### [Aim of the task]
Return all lines from the entries below in which the word "TimesBoldItalic" is present.

### [Dataset entries]
┌──
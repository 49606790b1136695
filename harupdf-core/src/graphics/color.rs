use crate::error::{PdfError, Result};

/// Colour spaces known to the engine. Only the three device spaces can be
/// used for colour setters and raw images.
#[derive(Debug, Clone, Copy, PartialEq, Eq, Hash)]
pub enum ColorSpace {
    DeviceGray,
    DeviceRgb,
    DeviceCmyk,
    CalGray,
    CalRgb,
    Lab,
    IccBased,
    Separation,
    DeviceN,
    Indexed,
    Pattern,
}

impl ColorSpace {
    pub fn pdf_name(self) -> &'static str {
        match self {
            ColorSpace::DeviceGray => "DeviceGray",
            ColorSpace::DeviceRgb => "DeviceRGB",
            ColorSpace::DeviceCmyk => "DeviceCMYK",
            ColorSpace::CalGray => "CalGray",
            ColorSpace::CalRgb => "CalRGB",
            ColorSpace::Lab => "Lab",
            ColorSpace::IccBased => "ICCBased",
            ColorSpace::Separation => "Separation",
            ColorSpace::DeviceN => "DeviceN",
            ColorSpace::Indexed => "Indexed",
            ColorSpace::Pattern => "Pattern",
        }
    }

    /// Components per pixel for the device spaces.
    pub fn components(self) -> Option<usize> {
        match self {
            ColorSpace::DeviceGray => Some(1),
            ColorSpace::DeviceRgb => Some(3),
            ColorSpace::DeviceCmyk => Some(4),
            _ => None,
        }
    }

    pub fn is_device(self) -> bool {
        self.components().is_some()
    }
}

#[derive(Debug, Clone, Copy, PartialEq, Default)]
pub struct RgbColor {
    pub r: f32,
    pub g: f32,
    pub b: f32,
}

impl RgbColor {
    pub fn new(r: f32, g: f32, b: f32) -> Self {
        Self { r, g, b }
    }
}

#[derive(Debug, Clone, Copy, PartialEq, Default)]
pub struct CmykColor {
    pub c: f32,
    pub m: f32,
    pub y: f32,
    pub k: f32,
}

impl CmykColor {
    pub fn new(c: f32, m: f32, y: f32, k: f32) -> Self {
        Self { c, m, y, k }
    }
}

/// A device colour value with its space.
#[derive(Debug, Clone, Copy, PartialEq)]
pub enum Color {
    Gray(f32),
    Rgb(RgbColor),
    Cmyk(CmykColor),
}

impl Color {
    pub fn black() -> Self {
        Color::Gray(0.0)
    }

    pub fn color_space(&self) -> ColorSpace {
        match self {
            Color::Gray(_) => ColorSpace::DeviceGray,
            Color::Rgb(_) => ColorSpace::DeviceRgb,
            Color::Cmyk(_) => ColorSpace::DeviceCmyk,
        }
    }

    /// Validates that every component lies in `0.0..=1.0`.
    pub fn validated(self) -> Result<Self> {
        let components = match self {
            Color::Gray(g) => vec![g],
            Color::Rgb(c) => vec![c.r, c.g, c.b],
            Color::Cmyk(c) => vec![c.c, c.m, c.y, c.k],
        };
        components.into_iter().try_for_each(check_unit)?;
        Ok(self)
    }
}

impl Default for Color {
    fn default() -> Self {
        Self::black()
    }
}

pub(crate) fn check_unit(value: f32) -> Result<()> {
    if !(0.0..=1.0).contains(&value) {
        return Err(PdfError::PageOutOfRange(format!(
            "colour component {value} outside 0..=1"
        )));
    }
    Ok(())
}

#[cfg(test)]
mod tests {
    use super::*;

    #[test]
    fn test_device_components() {
        assert_eq!(ColorSpace::DeviceGray.components(), Some(1));
        assert_eq!(ColorSpace::DeviceRgb.components(), Some(3));
        assert_eq!(ColorSpace::DeviceCmyk.components(), Some(4));
        assert_eq!(ColorSpace::Lab.components(), None);
        assert!(!ColorSpace::Indexed.is_device());
    }

    #[test]
    fn test_pdf_names() {
        assert_eq!(ColorSpace::DeviceRgb.pdf_name(), "DeviceRGB");
        assert_eq!(ColorSpace::IccBased.pdf_name(), "ICCBased");
    }

    #[test]
    fn test_validation() {
        assert!(Color::Gray(0.5).validated().is_ok());
        assert!(Color::Rgb(RgbColor::new(0.0, 1.0, 0.3)).validated().is_ok());
        assert!(matches!(
            Color::Rgb(RgbColor::new(1.2, 0.0, 0.0)).validated(),
            Err(PdfError::PageOutOfRange(_))
        ));
        assert!(Color::Cmyk(CmykColor::new(0.0, 0.0, 0.0, -0.1))
            .validated()
            .is_err());
    }

    #[test]
    fn test_color_space_of_value() {
        assert_eq!(Color::black().color_space(), ColorSpace::DeviceGray);
        assert_eq!(
            Color::Cmyk(CmykColor::default()).color_space(),
            ColorSpace::DeviceCmyk
        );
    }
}
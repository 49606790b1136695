//! The `/PageLabels` number tree

use std::collections::BTreeMap;

use crate::objects::{Dictionary, Object};
use crate::page_labels::PageLabel;

/// Label ranges keyed by the index of their first page.
#[derive(Debug, Clone, Default)]
pub struct PageLabelTree {
    ranges: BTreeMap<usize, PageLabel>,
}

impl PageLabelTree {
    pub fn new() -> Self {
        Self::default()
    }

    /// Replaces any range starting at the same page.
    pub fn add_range(&mut self, page_index: usize, label: PageLabel) {
        self.ranges.insert(page_index, label);
    }

    pub fn is_empty(&self) -> bool {
        self.ranges.is_empty()
    }

    pub fn len(&self) -> usize {
        self.ranges.len()
    }

    /// Displayed label of a page, if a range covers it.
    pub fn label(&self, page_index: usize) -> Option<String> {
        self.ranges
            .range(..=page_index)
            .next_back()
            .map(|(&start, label)| label.format_label((page_index - start) as u32))
    }

    pub fn to_dict(&self) -> Dictionary {
        let mut nums = Vec::with_capacity(self.ranges.len() * 2);
        for (&start, label) in &self.ranges {
            nums.push(Object::from(start));
            nums.push(Object::from(label.to_dict()));
        }
        let mut dict = Dictionary::new();
        dict.set("Nums", Object::Array(nums));
        dict
    }
}
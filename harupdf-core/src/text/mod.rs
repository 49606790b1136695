//! Encoders, standard font metrics and text measurement.

mod encoding;
pub mod glyph_names;
mod layout;
mod metrics;

pub use encoding::{
    cjk_family_of, BaseEncoding, ByteType, CjkFamily, Encoder, EncoderType, WritingMode,
    FONT_SPECIFIC, MAC_ROMAN_ENCODING, SINGLE_BYTE_ENCODINGS, STANDARD_ENCODING,
    WIN_ANSI_ENCODING,
};
pub use layout::{MeasureOptions, TextWidth};
pub use metrics::{standard_metrics, FontMetrics};

pub(crate) use layout::{is_white_space, measure, text_width, Glyph};
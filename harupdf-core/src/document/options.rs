//! Document construction options

use std::path::{Path, PathBuf};

use crate::compression::CompressionMode;
use crate::error::{PdfError, Result};

/// Default piece size when copying the memory stream to a sink.
pub const DEFAULT_CHUNK_SIZE: usize = 32 * 1024;

/// Settings applied when a [`Document`](crate::Document) is created.
#[derive(Debug, Clone, PartialEq)]
pub struct DocumentOptions {
    /// When set, every file the document reads or writes must resolve
    /// inside this directory.
    pub base_dir: Option<PathBuf>,
    /// Maximum kids per `/Pages` node; 0 keeps the page tree flat.
    pub pages_per_node: usize,
    pub compression: CompressionMode,
    /// Piece size for [`Document::output`](crate::Document::output).
    pub chunk_size: usize,
}

impl Default for DocumentOptions {
    fn default() -> Self {
        Self {
            base_dir: None,
            pages_per_node: 0,
            compression: CompressionMode::NONE,
            chunk_size: DEFAULT_CHUNK_SIZE,
        }
    }
}

impl DocumentOptions {
    pub fn new() -> Self {
        Self::default()
    }

    pub fn with_base_dir(mut self, base_dir: impl Into<PathBuf>) -> Self {
        self.base_dir = Some(base_dir.into());
        self
    }

    pub fn with_pages_per_node(mut self, pages_per_node: usize) -> Self {
        self.pages_per_node = pages_per_node;
        self
    }

    pub fn with_compression(mut self, compression: CompressionMode) -> Self {
        self.compression = compression;
        self
    }

    /// A zero chunk size falls back to the default.
    pub fn with_chunk_size(mut self, chunk_size: usize) -> Self {
        self.chunk_size = if chunk_size == 0 {
            DEFAULT_CHUNK_SIZE
        } else {
            chunk_size
        };
        self
    }

    /// Checks `path` against `base_dir` and returns the path to open.
    ///
    /// Relative paths are taken relative to `base_dir`. The file itself
    /// need not exist yet, but its parent directory must.
    pub fn resolve_path(&self, path: &Path) -> Result<PathBuf> {
        let Some(base_dir) = &self.base_dir else {
            return Ok(path.to_path_buf());
        };

        let candidate = if path.is_relative() {
            base_dir.join(path)
        } else {
            path.to_path_buf()
        };
        let canonical_base = canonicalize(base_dir)?;
        let resolved = match candidate.canonicalize() {
            Ok(resolved) => resolved,
            Err(_) => {
                let file_name = candidate
                    .file_name()
                    .ok_or_else(|| PdfError::PathNotAllowed(candidate.clone()))?;
                let parent = candidate.parent().unwrap_or(Path::new("."));
                canonicalize(parent)?.join(file_name)
            }
        };

        if !resolved.starts_with(&canonical_base) {
            return Err(PdfError::PathNotAllowed(path.to_path_buf()));
        }
        Ok(resolved)
    }
}

fn canonicalize(path: &Path) -> Result<PathBuf> {
    path.canonicalize().map_err(|source| PdfError::FileOpen {
        path: path.to_path_buf(),
        source,
    })
}
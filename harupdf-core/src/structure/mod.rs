//! Document navigation structures: destinations, outlines and the page tree.

mod destination;
mod outline;
mod page_tree;

pub use destination::{Destination, DestinationView};
pub use outline::Outline;

pub(crate) use outline::{outline_objects, text_string};
pub(crate) use page_tree::PageTree;
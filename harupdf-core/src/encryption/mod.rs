//! RC4 encryption with the standard security handler (revisions 2 and 3).

mod encryption_dict;
mod permissions;
mod rc4;
mod standard_security;

pub use encryption_dict::encryption_dictionary;
pub use permissions::Permissions;
pub use rc4::{rc4, Rc4};
pub use standard_security::{object_key, EncryptMode, SecurityKeys, StandardSecurityHandler};

use crate::error::Result;
use crate::objects::{Object, ObjectId};

/// Applies the file key to the strings and streams of serialized objects.
pub struct ObjectEncryptor {
    encryption_key: Vec<u8>,
}

impl ObjectEncryptor {
    pub fn new(keys: &SecurityKeys) -> Self {
        Self {
            encryption_key: keys.encryption_key.clone(),
        }
    }

    /// Encrypts every string and stream payload inside the object numbered `id`.
    ///
    /// Encrypted literal strings become hex strings.
    pub fn encrypt_object(&self, id: ObjectId, object: &mut Object) -> Result<()> {
        let key = object_key(&self.encryption_key, id);
        encrypt_in_place(&key, object)
    }
}

fn encrypt_in_place(key: &[u8], object: &mut Object) -> Result<()> {
    match object {
        Object::String(bytes) | Object::HexString(bytes) => {
            let encrypted = rc4(key, bytes);
            *object = Object::HexString(encrypted);
        }
        Object::Array(items) => {
            for item in items.iter_mut() {
                encrypt_in_place(key, item)?;
            }
        }
        Object::Dictionary(dict) => {
            let keys: Vec<String> = dict.keys().cloned().collect();
            for name in keys {
                if let Some(value) = dict.get_mut(&name) {
                    encrypt_in_place(key, value)?;
                }
            }
        }
        Object::Stream(stream) => {
            stream.transform_data(|data| rc4(key, data))?;
            let names: Vec<String> = stream.dictionary().keys().cloned().collect();
            for name in names {
                if let Some(value) = stream.dictionary_mut().get_mut(&name) {
                    encrypt_in_place(key, value)?;
                }
            }
        }
        _ => {}
    }
    Ok(())
}

#[cfg(test)]
mod tests {
    use super::*;
    use crate::objects::{Dictionary, Stream};

    fn encryptor() -> (ObjectEncryptor, SecurityKeys) {
        let handler = StandardSecurityHandler::new(b"owner", b"user").unwrap();
        let keys = handler.compute_keys(&[3u8; 16]);
        (ObjectEncryptor::new(&keys), keys)
    }

    #[test]
    fn test_strings_become_encrypted_hex() {
        let (encryptor, keys) = encryptor();
        let id = ObjectId::new(7, 0);
        let mut object = Object::String(b"Title".to_vec());
        encryptor.encrypt_object(id, &mut object).unwrap();

        let expected = rc4(&object_key(&keys.encryption_key, id), b"Title");
        assert_eq!(object, Object::HexString(expected));
    }

    #[test]
    fn test_stream_payload_and_nested_strings() {
        let (encryptor, keys) = encryptor();
        let id = ObjectId::new(12, 0);

        let mut dict = Dictionary::new();
        dict.set("Note", "abc");
        dict.set_name("Name", "Untouched");
        let data = b"q 1 0 0 1 0 0 cm Q".to_vec();
        let mut object = Object::Stream(Stream::with_dictionary(dict, data));
        encryptor.encrypt_object(id, &mut object).unwrap();

        let key = object_key(&keys.encryption_key, id);
        let Object::Stream(stream) = &object else {
            panic!("expected stream");
        };
        assert_eq!(rc4(&key, stream.data()), b"q 1 0 0 1 0 0 cm Q");
        assert_eq!(
            stream.dictionary().get("Name").and_then(Object::as_name),
            Some("Untouched")
        );
        assert_eq!(
            stream.dictionary().get("Note"),
            Some(&Object::HexString(rc4(&key, b"abc")))
        );
        assert_eq!(stream.dictionary().get("Length"), Some(&Object::Integer(18)));
    }
}
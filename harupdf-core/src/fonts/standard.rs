/// The 14 standard PDF fonts.
///
/// Standard fonts are guaranteed to be available in all PDF readers
/// and are never embedded.
#[derive(Debug, Clone, Copy, PartialEq, Eq, Hash)]
pub enum StandardFont {
    Helvetica,
    HelveticaBold,
    HelveticaOblique,
    HelveticaBoldOblique,
    TimesRoman,
    TimesBold,
    TimesItalic,
    TimesBoldItalic,
    Courier,
    CourierBold,
    CourierOblique,
    CourierBoldOblique,
    /// Mathematical symbols
    Symbol,
    /// Decorative symbols
    ZapfDingbats,
}

impl StandardFont {
    pub const ALL: [StandardFont; 14] = [
        StandardFont::Helvetica,
        StandardFont::HelveticaBold,
        StandardFont::HelveticaOblique,
        StandardFont::HelveticaBoldOblique,
        StandardFont::TimesRoman,
        StandardFont::TimesBold,
        StandardFont::TimesItalic,
        StandardFont::TimesBoldItalic,
        StandardFont::Courier,
        StandardFont::CourierBold,
        StandardFont::CourierOblique,
        StandardFont::CourierBoldOblique,
        StandardFont::Symbol,
        StandardFont::ZapfDingbats,
    ];

    /// PostScript name, also used as `/BaseFont`.
    pub fn pdf_name(self) -> &'static str {
        match self {
            StandardFont::Helvetica => "Helvetica",
            StandardFont::HelveticaBold => "Helvetica-Bold",
            StandardFont::HelveticaOblique => "Helvetica-Oblique",
            StandardFont::HelveticaBoldOblique => "Helvetica-BoldOblique",
            StandardFont::TimesRoman => "Times-Roman",
            StandardFont::TimesBold => "Times-Bold",
            StandardFont::TimesItalic => "Times-Italic",
            StandardFont::TimesBoldItalic => "Times-BoldItalic",
            StandardFont::Courier => "Courier",
            StandardFont::CourierBold => "Courier-Bold",
            StandardFont::CourierOblique => "Courier-Oblique",
            StandardFont::CourierBoldOblique => "Courier-BoldOblique",
            StandardFont::Symbol => "Symbol",
            StandardFont::ZapfDingbats => "ZapfDingbats",
        }
    }

    pub fn from_name(name: &str) -> Option<Self> {
        Self::ALL.into_iter().find(|font| font.pdf_name() == name)
    }

    /// Symbol and ZapfDingbats carry their own built-in encoding.
    pub fn is_symbolic(self) -> bool {
        matches!(self, StandardFont::Symbol | StandardFont::ZapfDingbats)
    }

    pub fn default_encoding(self) -> &'static str {
        if self.is_symbolic() {
            crate::text::FONT_SPECIFIC
        } else {
            crate::text::STANDARD_ENCODING
        }
    }
}
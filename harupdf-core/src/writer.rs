use crate::error::{PdfError, Result};
use crate::objects::{Dictionary, Object, ObjectId};
use std::collections::{BTreeMap, HashMap};
use std::io::Write;

pub(crate) const LIMIT_MAX_ARRAY: usize = 8191;
pub(crate) const LIMIT_MAX_DICT_ELEMENT: usize = 4095;
pub(crate) const LIMIT_MAX_STRING_LEN: usize = 65535;
pub(crate) const LIMIT_MAX_NAME_LEN: usize = 127;
pub(crate) const LIMIT_MAX_REAL: f64 = 32767.0;

/// Header version of the produced file.
#[derive(Debug, Clone, Copy, PartialEq, Eq, PartialOrd, Ord)]
pub enum PdfVersion {
    V1_3,
    V1_4,
}

impl PdfVersion {
    fn header(self) -> &'static [u8] {
        match self {
            PdfVersion::V1_3 => b"%PDF-1.3\n",
            PdfVersion::V1_4 => b"%PDF-1.4\n",
        }
    }
}

/// Low-level serializer: header, numbered objects, xref, trailer.
///
/// The writer knows nothing about pages or fonts; it receives a complete
/// object table and checks the structural limits while writing it.
pub struct PdfWriter<W: Write> {
    writer: W,
    xref_positions: HashMap<ObjectId, u64>,
    current_position: u64,
}

impl<W: Write> PdfWriter<W> {
    pub fn new_with_writer(writer: W) -> Self {
        Self {
            writer,
            xref_positions: HashMap::new(),
            current_position: 0,
        }
    }

    /// Writes a full file. `trailer` must not carry `/Size`; it is computed.
    pub fn write_file(
        &mut self,
        version: PdfVersion,
        objects: &BTreeMap<ObjectId, Object>,
        trailer: Dictionary,
    ) -> Result<()> {
        self.write_header(version)?;

        for (id, object) in objects {
            check_references(object, objects)?;
            self.write_object(*id, object)?;
        }
        check_references(&Object::Dictionary(trailer.clone()), objects)?;

        let xref_position = self.current_position;
        self.write_xref()?;
        self.write_trailer(trailer, xref_position)?;

        self.writer.flush()?;
        Ok(())
    }

    pub fn into_inner(self) -> W {
        self.writer
    }

    fn write_header(&mut self, version: PdfVersion) -> Result<()> {
        self.write_bytes(version.header())?;
        // Binary comment to ensure file is treated as binary
        self.write_bytes(&[b'%', 0xE2, 0xE3, 0xCF, 0xD3, b'\n'])?;
        Ok(())
    }

    fn write_object(&mut self, id: ObjectId, object: &Object) -> Result<()> {
        self.xref_positions.insert(id, self.current_position);

        let header = format!("{} {} obj\n", id.number(), id.generation());
        self.write_bytes(header.as_bytes())?;

        self.write_object_value(object)?;

        self.write_bytes(b"\nendobj\n")?;
        Ok(())
    }

    fn write_object_value(&mut self, object: &Object) -> Result<()> {
        match object {
            Object::Null => self.write_bytes(b"null")?,
            Object::Boolean(b) => self.write_bytes(if *b { b"true" } else { b"false" })?,
            Object::Integer(i) => self.write_bytes(i.to_string().as_bytes())?,
            Object::Real(f) => {
                let formatted = format_real(*f)?;
                self.write_bytes(formatted.as_bytes())?
            }
            Object::String(s) => {
                if s.len() > LIMIT_MAX_STRING_LEN {
                    return Err(PdfError::BinaryLengthExceeded(s.len()));
                }
                let escaped = escape_literal(s);
                self.write_bytes(&escaped)?;
            }
            Object::HexString(s) => {
                if s.len() > LIMIT_MAX_STRING_LEN {
                    return Err(PdfError::BinaryLengthExceeded(s.len()));
                }
                let hex = hex_literal(s);
                self.write_bytes(hex.as_bytes())?;
            }
            Object::Name(n) => {
                let name = escape_name(n)?;
                self.write_bytes(name.as_bytes())?;
            }
            Object::Array(arr) => {
                if arr.len() > LIMIT_MAX_ARRAY {
                    return Err(PdfError::Consistency(format!(
                        "array holds {} elements, limit is {LIMIT_MAX_ARRAY}",
                        arr.len()
                    )));
                }
                self.write_bytes(b"[")?;
                for (i, obj) in arr.iter().enumerate() {
                    if i > 0 {
                        self.write_bytes(b" ")?;
                    }
                    self.write_object_value(obj)?;
                }
                self.write_bytes(b"]")?;
            }
            Object::Dictionary(dict) => self.write_dictionary(dict)?,
            Object::Stream(stream) => {
                self.write_dictionary(stream.dictionary())?;
                self.write_bytes(b"\nstream\n")?;
                self.write_bytes(stream.data())?;
                self.write_bytes(b"\nendstream")?;
            }
            Object::Reference(id) => {
                let ref_str = format!("{} {} R", id.number(), id.generation());
                self.write_bytes(ref_str.as_bytes())?;
            }
        }
        Ok(())
    }

    fn write_dictionary(&mut self, dict: &Dictionary) -> Result<()> {
        if dict.len() > LIMIT_MAX_DICT_ELEMENT {
            return Err(PdfError::Consistency(format!(
                "dictionary holds {} entries, limit is {LIMIT_MAX_DICT_ELEMENT}",
                dict.len()
            )));
        }
        self.write_bytes(b"<<")?;
        for (key, value) in dict.iter() {
            self.write_bytes(b"\n")?;
            let name = escape_name(key)?;
            self.write_bytes(name.as_bytes())?;
            self.write_bytes(b" ")?;
            self.write_object_value(value)?;
        }
        self.write_bytes(b"\n>>")?;
        Ok(())
    }

    fn max_object_number(&self) -> u32 {
        self.xref_positions
            .keys()
            .map(|id| id.number())
            .max()
            .unwrap_or(0)
    }

    fn write_xref(&mut self) -> Result<()> {
        self.write_bytes(b"xref\n")?;

        let max_obj_num = self.max_object_number();
        let mut positions: Vec<(u32, u64)> = self
            .xref_positions
            .iter()
            .map(|(id, pos)| (id.number(), *pos))
            .collect();
        positions.sort_unstable();

        self.write_bytes(format!("0 {}\n", max_obj_num + 1).as_bytes())?;
        self.write_bytes(b"0000000000 65535 f \n")?;

        let mut entries = positions.into_iter().peekable();
        for obj_num in 1..=max_obj_num {
            match entries.peek() {
                Some((num, position)) if *num == obj_num => {
                    let entry = format!("{:010} {:05} n \n", position, 0);
                    self.write_bytes(entry.as_bytes())?;
                    entries.next();
                }
                _ => self.write_bytes(b"0000000000 00000 f \n")?,
            }
        }

        Ok(())
    }

    fn write_trailer(&mut self, trailer: Dictionary, xref_position: u64) -> Result<()> {
        let mut full = Dictionary::new();
        full.set("Size", Object::Integer((self.max_object_number() + 1) as i64));
        for (key, value) in trailer.iter() {
            full.set(key.clone(), value.clone());
        }

        self.write_bytes(b"trailer\n")?;
        self.write_dictionary(&full)?;
        self.write_bytes(b"\nstartxref\n")?;
        self.write_bytes(xref_position.to_string().as_bytes())?;
        self.write_bytes(b"\n%%EOF\n")?;

        Ok(())
    }

    fn write_bytes(&mut self, data: &[u8]) -> Result<()> {
        self.writer.write_all(data)?;
        self.current_position += data.len() as u64;
        Ok(())
    }
}

fn check_references(object: &Object, objects: &BTreeMap<ObjectId, Object>) -> Result<()> {
    match object {
        Object::Reference(id) if !objects.contains_key(id) => Err(PdfError::Consistency(
            format!("reference to object {id} which is never written"),
        )),
        Object::Array(items) => items
            .iter()
            .try_for_each(|item| check_references(item, objects)),
        Object::Dictionary(dict) => dict
            .values()
            .try_for_each(|value| check_references(value, objects)),
        Object::Stream(stream) => stream
            .dictionary()
            .values()
            .try_for_each(|value| check_references(value, objects)),
        _ => Ok(()),
    }
}

/// Formats a real with at most four decimals, trailing zeros trimmed.
///
/// Values beyond the implementation limit are clamped.
pub(crate) fn format_real(value: f64) -> Result<String> {
    if !value.is_finite() {
        return Err(PdfError::RealOutOfRange(value));
    }
    let clamped = value.clamp(-LIMIT_MAX_REAL, LIMIT_MAX_REAL);
    let formatted = format!("{clamped:.4}");
    let trimmed = formatted.trim_end_matches('0').trim_end_matches('.');
    Ok(match trimmed {
        "-0" | "" => "0".to_string(),
        other => other.to_string(),
    })
}

/// Content-stream flavour of [`format_real`] for values already validated.
pub(crate) fn fmt_num(value: f32) -> String {
    format_real(value as f64).unwrap_or_else(|_| "0".to_string())
}

pub(crate) fn escape_literal(bytes: &[u8]) -> Vec<u8> {
    let mut out = Vec::with_capacity(bytes.len() + 2);
    out.push(b'(');
    for &b in bytes {
        match b {
            b'(' | b')' | b'\\' => {
                out.push(b'\\');
                out.push(b);
            }
            b'\n' => out.extend_from_slice(b"\\n"),
            b'\r' => out.extend_from_slice(b"\\r"),
            b'\t' => out.extend_from_slice(b"\\t"),
            0x08 => out.extend_from_slice(b"\\b"),
            0x0C => out.extend_from_slice(b"\\f"),
            0x00..=0x1F | 0x7F..=0xFF => {
                out.extend_from_slice(format!("\\{b:03o}").as_bytes());
            }
            _ => out.push(b),
        }
    }
    out.push(b')');
    out
}

pub(crate) fn hex_literal(bytes: &[u8]) -> String {
    let mut out = String::with_capacity(bytes.len() * 2 + 2);
    out.push('<');
    for b in bytes {
        out.push_str(&format!("{b:02X}"));
    }
    out.push('>');
    out
}

fn escape_name(name: &str) -> Result<String> {
    if name.len() > LIMIT_MAX_NAME_LEN {
        return Err(PdfError::Consistency(format!(
            "name of {} bytes exceeds the limit of {LIMIT_MAX_NAME_LEN}",
            name.len()
        )));
    }
    let mut out = String::with_capacity(name.len() + 1);
    out.push('/');
    for &b in name.as_bytes() {
        match b {
            b'#' | b'(' | b')' | b'/' | b'<' | b'>' | b'[' | b']' | b'{' | b'}' | b'%' => {
                out.push_str(&format!("#{b:02X}"))
            }
            0x21..=0x7E => out.push(b as char),
            _ => out.push_str(&format!("#{b:02X}")),
        }
    }
    Ok(out)
}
└──
### [Response box]
    TimesBoldItalic,
        StandardFont::TimesBoldItalic,
            StandardFont::TimesBoldItalic => "Times-BoldItalic",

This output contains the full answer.